At $DAYJOB we have been running ZFS via Nexenta (previously via Solaris
10) for many years.  We have about 5PB of this and the primary use case
is for backups and handling of imagery.

For the most part, we really, really like ZFS.  My feeling is that ZFS
itself (at least in the *Solaris form) is rock solid and stable.  Other
pieces of the stack -- namely SMB/CIFS and some of the management tools
provided by the various vendors are a bit more questionable.  We spend
a bit more time fighting weirdnesses with things higher up the stack
than we do say on our NetApp environment.  Too be expected.
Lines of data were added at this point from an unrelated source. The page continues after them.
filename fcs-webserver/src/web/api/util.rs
use super::*;

#[get("/server/version")]
pub fn get_version(version: &State<Version>) -> &'static str {
    version.0
}
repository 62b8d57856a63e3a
use std::{path::PathBuf, sync::Arc};

use anyhow::Result;
use clap::Parser;

use fcs_core::gateways::film_catalog::FilmCatalogGateway;
use fcs_db_sqlite::Connections;
use fcs_gateways::film_catalog::HttpFilmCatalog;

mod config;

/// REST service for comments on films of an external film catalog.
#[derive(Debug, Parser)]
#[command(version, about)]
struct Args {
    /// Configuration file (TOML)
    #[arg(long, value_name = "PATH")]
    config_file: Option<PathBuf>,
    /// Allow cross-origin requests from any origin
    #[arg(long)]
    enable_cors: bool,
}

fn main() -> Result<()> {
    dotenvy::dotenv().ok();
    env_logger::init();
    let args = Args::parse();

    let mut cfg = config::Config::try_load_from_file_or_default(args.config_file)?;
    if args.enable_cors {
        cfg.webserver.enable_cors = true;
    }

    log::info!("Connecting to SQLite database {}", cfg.db.conn_sqlite);
    let connections = Connections::init(&cfg.db.conn_sqlite, u32::from(cfg.db.conn_pool_size))?;
    fcs_db_sqlite::run_embedded_database_migrations(connections.exclusive()?)?;

    log::info!("Using film catalog at {}", cfg.film_catalog.base_url);
    let film_catalog: Arc<dyn FilmCatalogGateway + Send + Sync> = Arc::new(
        HttpFilmCatalog::try_new(&cfg.film_catalog.base_url, cfg.film_catalog.timeout)?,
    );

    let web_cfg = fcs_webserver::Cfg {
        address: cfg.webserver.address,
        port: cfg.webserver.port,
        enable_cors: cfg.webserver.enable_cors,
    };
    // The blocking HTTP client must be dropped outside of the async runtime.
    rocket::execute(fcs_webserver::run(
        connections,
        web_cfg,
        Arc::clone(&film_catalog),
        env!("CARGO_PKG_VERSION"),
    ));
    drop(film_catalog);
    Ok(())
}

#[cfg(test)]
mod tests {
    use super::*;
    use clap::CommandFactory;

    #[test]
    fn verify_cli() {
        Args::command().debug_assert();
    }

    #[test]
    fn parse_cli_flags() {
        let args =
            Args::try_parse_from(["film-comment-service", "--config-file", "cfg.toml", "--enable-cors"])
                .unwrap();
        assert_eq!(args.config_file, Some(PathBuf::from("cfg.toml")));
        assert!(args.enable_cors);
    }
}
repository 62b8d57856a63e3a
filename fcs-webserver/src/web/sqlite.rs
use anyhow::Result as Fallible;
use fcs_db_sqlite::{Connections as ConnectionPool, DbReadOnly};
use rocket::{
    outcome::try_outcome,
    request::{FromRequest, Outcome},
    Request, State,
};
use std::ops::Deref;

// Wrapper to be able to implement `FromRequest`
#[derive(Clone)]
pub struct Connections(ConnectionPool);

impl Connections {
    pub fn shared(&self) -> Fallible<DbReadOnly<'_>> {
        self.0.shared()
    }
}

impl From<ConnectionPool> for Connections {
    fn from(conn: ConnectionPool) -> Self {
        Self(conn)
    }
}

impl Deref for Connections {
    type Target = ConnectionPool;
    fn deref(&self) -> &Self::Target {
        &self.0
    }
}

#[rocket::async_trait]
impl<'r> FromRequest<'r> for Connections {
    type Error = ();

    async fn from_request(request: &'r Request<'_>) -> Outcome<Self, Self::Error> {
        let connections = try_outcome!(request.guard::<&State<Connections>>().await);
        Outcome::Success(connections.inner().clone())
    }
}
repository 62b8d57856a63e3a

pub mod prelude {

    use std::collections::HashSet;

    pub use fcs_core::{
        entities::*,
        gateways::film_catalog::{FilmCatalogGateway, FilmExistence},
        repositories::{Error as RepoError, *},
        usecases,
    };

    pub mod sqlite {
        pub use super::super::super::sqlite::*;
    }

    pub use crate::{
        error::{AppError, BError},
        prelude as flows,
    };

    pub struct FilmCatalogStub {
        films: HashSet<FilmId>,
    }

    impl FilmCatalogGateway for FilmCatalogStub {
        fn film_existence(&self, film_id: FilmId) -> FilmExistence {
            if self.films.contains(&film_id) {
                FilmExistence::Exists
            } else {
                FilmExistence::NotExists
            }
        }
    }

    pub struct BackendFixture {
        pub db_connections: sqlite::Connections,
        pub film_catalog: FilmCatalogStub,
    }

    impl BackendFixture {
        pub fn new(films: &[i64]) -> Self {
            let _ = env_logger::builder().is_test(true).try_init();
            let db_connections = sqlite::Connections::init(":memory:", 1).unwrap();
            fcs_db_sqlite::run_embedded_database_migrations(db_connections.exclusive().unwrap())
                .unwrap();
            Self {
                db_connections,
                film_catalog: FilmCatalogStub {
                    films: films.iter().copied().map(FilmId::new).collect(),
                },
            }
        }

        pub fn try_create_comment(
            &self,
            film_id: f64,
            nik: &str,
            text: &str,
        ) -> Result<Id, AppError> {
            let new_comment = usecases::NewComment {
                film_id: Some(film_id),
                nik: nik.into(),
                text: text.into(),
            };
            flows::create_comment(&self.db_connections, &self.film_catalog, new_comment)
        }

        pub fn create_comment(&self, film_id: f64, nik: &str, text: &str) -> Id {
            self.try_create_comment(film_id, nik, text).unwrap()
        }

        pub fn try_get_comment(&self, id: &str) -> Option<Comment> {
            match self.db_connections.shared().unwrap().load_comment(id) {
                Ok(comment) => Some(comment),
                Err(RepoError::NotFound) => None,
                x => x.map(|_| None).unwrap(),
            }
        }

        pub fn count_stored_comments(&self, film_id: i64) -> u64 {
            self.db_connections
                .shared()
                .unwrap()
                .count_comments_of_film(FilmId::new(film_id))
                .unwrap()
        }
    }
}
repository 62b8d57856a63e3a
use std::time::Duration;

use anyhow::Result as Fallible;
use fcs_core::{
    entities::FilmId,
    gateways::film_catalog::{FilmCatalogGateway, FilmExistence},
};
use reqwest::{blocking::Client, header, StatusCode};

const CONTENT_TYPE_JSON: &str = "application/json;charset=UTF-8";

/// Asks the film catalog service whether a film exists.
#[derive(Debug, Clone)]
pub struct HttpFilmCatalog {
    client: Client,
    base_url: String,
}

impl HttpFilmCatalog {
    pub fn try_new(base_url: &str, timeout: Duration) -> Fallible<Self> {
        let client = Client::builder().timeout(timeout).build()?;
        Ok(Self {
            client,
            base_url: base_url.trim_end_matches('/').to_owned(),
        })
    }

    fn film_url(&self, film_id: FilmId) -> String {
        format!("{}/api/v1/films/{film_id}", self.base_url)
    }
}

fn existence_from_status(status: StatusCode) -> FilmExistence {
    if status.is_success() {
        FilmExistence::Exists
    } else {
        FilmExistence::NotExists
    }
}

impl FilmCatalogGateway for HttpFilmCatalog {
    fn film_existence(&self, film_id: FilmId) -> FilmExistence {
        let url = self.film_url(film_id);
        log::debug!("Requesting film {film_id} from {url}");
        match self
            .client
            .get(&url)
            .header(header::CONTENT_TYPE, CONTENT_TYPE_JSON)
            .send()
        {
            Ok(response) => {
                let status = response.status();
                let existence = existence_from_status(status);
                if existence != FilmExistence::Exists {
                    log::info!("Film {film_id} not found in catalog: {status}");
                }
                existence
            }
            Err(err) => {
                log::warn!("Failed to request film {film_id} from catalog: {err}");
                FilmExistence::Unknown
            }
        }
    }
}
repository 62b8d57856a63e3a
pub mod json;
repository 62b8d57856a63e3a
use super::*;
use fcs_entities as e;

impl From<e::comment::Comment> for Comment {
    fn from(from: e::comment::Comment) -> Self {
        let e::comment::Comment {
            id,
            film_id,
            nik,
            text,
            created_at,
        } = from;
        Self {
            id: id.into(),
            film_id: film_id.into(),
            nik,
            text,
            created_at: created_at.as_millis(),
        }
    }
}

impl From<e::id::Id> for CommentCreated {
    fn from(id: e::id::Id) -> Self {
        Self { id: id.into() }
    }
}
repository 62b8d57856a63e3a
use std::collections::BTreeMap;

use serde::{Deserialize, Serialize};
use serde_json::Value;

#[cfg(feature = "entity-conversions")]
mod conv;

/// Request body for creating a comment.
///
/// All fields are kept as raw JSON. Values of the wrong
/// type are rejected by the validation rules with a
/// dedicated error message instead of a parse error.
#[rustfmt::skip]
#[derive(Serialize, Deserialize, Default)]
#[cfg_attr(feature = "extra-derive", derive(Debug, Clone, PartialEq))]
#[serde(rename_all = "camelCase")]
pub struct NewComment {
    #[serde(default)]
    pub film_id : Value,
    #[serde(default)]
    pub nik     : Value,
    #[serde(default)]
    pub text    : Value,
}

#[derive(Serialize, Deserialize)]
#[cfg_attr(feature = "extra-derive", derive(Debug, Clone, PartialEq, Eq))]
pub struct CommentCreated {
    pub id: String,
}

#[rustfmt::skip]
#[derive(Serialize, Deserialize)]
#[cfg_attr(feature = "extra-derive", derive(Debug, Clone, PartialEq, Eq))]
#[serde(rename_all = "camelCase")]
pub struct Comment {
    pub id         : String,
    pub film_id    : i64,
    pub nik        : String,
    pub text       : String,
    // unix time in milliseconds
    pub created_at : i64,
}

#[derive(Serialize, Deserialize, Default)]
#[cfg_attr(feature = "extra-derive", derive(Debug, Clone, PartialEq))]
#[serde(rename_all = "camelCase")]
pub struct CommentCountsRequest {
    #[serde(default)]
    pub film_ids: Value,
}

/// Number of comments per film id.
///
/// JSON object keys are strings, i.e. the film ids
/// are serialized as decimal strings.
pub type CommentCounts = BTreeMap<i64, u64>;

#[derive(Serialize, Deserialize)]
#[cfg_attr(feature = "extra-derive", derive(Debug, Clone, PartialEq, Eq))]
pub struct Error {
    pub http_status: u16,
    pub message: String,
}

#[cfg(test)]
mod tests {
    use super::*;
    use serde_json::json;

    #[test]
    fn deserialize_new_comment() {
        let c: NewComment =
            serde_json::from_value(json!({"filmId": 3, "nik": "alice", "text": "hi"})).unwrap();
        assert_eq!(Some(3.0), c.film_id.as_f64());
        assert_eq!(Some("alice"), c.nik.as_str());
        assert_eq!(Some("hi"), c.text.as_str());
    }

    #[test]
    fn deserialize_incomplete_new_comment() {
        let c: NewComment = serde_json::from_value(json!({"filmId": "3"})).unwrap();
        assert!(c.film_id.as_f64().is_none());
        assert!(c.nik.is_null());
        assert!(c.text.is_null());
    }

    #[test]
    fn deserialize_new_comment_with_non_string_fields() {
        let c: NewComment =
            serde_json::from_value(json!({"filmId": 1, "nik": 5, "text": null})).unwrap();
        assert_eq!(Some(5), c.nik.as_i64());
        assert!(c.text.is_null());
    }

    #[test]
    fn serialize_comment_counts_with_string_keys() {
        let mut counts = CommentCounts::new();
        counts.insert(1, 2);
        counts.insert(10, 0);
        assert_eq!(
            json!({"1": 2, "10": 0}),
            serde_json::to_value(&counts).unwrap()
        );
    }

    #[test]
    fn missing_film_ids_are_null() {
        let req: CommentCountsRequest = serde_json::from_value(json!({})).unwrap();
        assert!(req.film_ids.is_null());
    }
}
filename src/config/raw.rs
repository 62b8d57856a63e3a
use duration_str::deserialize_duration;
use serde::Deserialize;
use std::{net::IpAddr, time::Duration};

const DEFAULT_CONFIG_FILE: &str = include_str!("film-comment-service.default.toml");

#[derive(Deserialize)]
#[serde(rename_all = "kebab-case")]
pub struct Config {
    pub db: Option<Db>,
    pub webserver: Option<WebServer>,
    pub film_catalog: Option<FilmCatalog>,
}

impl Default for Config {
    fn default() -> Self {
        let cfg: Self = toml::from_str(DEFAULT_CONFIG_FILE).expect("Default configuration");
        cfg
    }
}

#[derive(Deserialize)]
#[serde(rename_all = "kebab-case")]
pub struct Db {
    pub connection_sqlite: String,
    pub connection_pool_size: u8,
}

impl Default for Db {
    fn default() -> Self {
        Config::default().db.expect("DB configuration")
    }
}

#[derive(Deserialize)]
#[serde(rename_all = "kebab-case")]
pub struct WebServer {
    pub address: IpAddr,
    pub port: u16,
    pub cors: bool,
}

impl Default for WebServer {
    fn default() -> Self {
        Config::default()
            .webserver
            .expect("Webserver configuration")
    }
}

#[derive(Deserialize)]
#[serde(rename_all = "kebab-case")]
pub struct FilmCatalog {
    pub base_url: String,
    #[serde(deserialize_with = "deserialize_duration")]
    pub timeout: Duration,
}

impl Default for FilmCatalog {
    fn default() -> Self {
        Config::default()
            .film_catalog
            .expect("Film catalog configuration")
    }
}

#[cfg(test)]
mod tests {
    use super::*;

    #[test]
    fn parse_default_config_from_file() {
        let cfg: Config = toml::from_str(DEFAULT_CONFIG_FILE).unwrap();
        assert!(cfg.db.is_some());
        assert!(cfg.webserver.is_some());
        assert!(cfg.film_catalog.is_some());
    }

    #[test]
    fn default_film_catalog_config() {
        let cfg = FilmCatalog::default();
        assert_eq!(cfg.base_url, "http://localhost:8086");
        assert_eq!(cfg.timeout, Duration::from_secs(5));
    }

    #[test]
    fn sections_are_optional() {
        let cfg: Config = toml::from_str("[webserver]\naddress = \"0.0.0.0\"\nport = 80\ncors = true").unwrap();
        assert!(cfg.db.is_none());
        assert!(cfg.film_catalog.is_none());
        let webserver = cfg.webserver.unwrap();
        assert_eq!(webserver.port, 80);
        assert!(webserver.cors);
    }

    #[test]
    fn parse_timeout_with_units() {
        let cfg: Config =
            toml::from_str("[film-catalog]\nbase-url = \"http://films\"\ntimeout = \"250ms\"")
                .unwrap();
        assert_eq!(
            cfg.film_catalog.unwrap().timeout,
            Duration::from_millis(250)
        );
    }
}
I'm waiting for Red Hat or someone else to come out and support ZFS --
perhaps unlikely due to legality questions, but if I could marry the
power of ZFS with the software stack in Linux (Samba!!), I'd be mighty
happy.  Yes -- we could run Samba on our Nexenta boxes, but it isn't

Echo'ing what many others say:

- ZFS is memory hungry.  All of our PRD boxes have 144GB of memory in
  them, and some have SSD's for ZIL or L2ARC depending on the workload.
- Powerful redundancy is possible.  Our environment is built on top of
  Dell MD1200 JBOD's all dual pathed up to dual LSI SAS switches.  Our
  vdev's (RAID groups) are sized to match the number of JBODs with the
  invididual disks spread across each JBOD.  We use triple parity RAID
  (RAIDZ3) and as such can lose three entire JBODs without suffering
  any data loss.  We actually had one JBOD go flaky on us and were able
  to hot yank it out, put in a new one with zero downtime (and much
  shorter resilver/rebuild times than you'd get with regular RAID).
- We make heavy use of snapshots and clones.  Probably have 200-300 on
  some sysems and we use them to do release management for collections
  of imagery.  Very powerful and haven't run into performance issues
  * Snapshots let us take "diffs" between versions quite easily.  We
    then stream these diffs to an identical ZFS system at a DR site and
    merge in the changes.  Our network pipe isn't big enough yet to do
    this quickly, so we typically just plug in another SAS JBOD with a
    zpool on it, stream the diffs there as a flat file, sneakernet the
    JBOD to the DR site, plug it in, import the zpool and slurp in the
    differences.  Pretty cool.

As I mentioned, we have run into a few weird quirks.  Mainly around
stability of the management GUI (or lack of basic features like
"useful" SNMP based monitoring), performance with CIFS and oddnesses
like high system load in certain edge cases.  Some general rough edges
I suppose that we've been OK dealing with.  The Nexenta guys are super
smart, but of course they're a smaller shop and don't have the
resources behind them that CentOS does with Red Hat.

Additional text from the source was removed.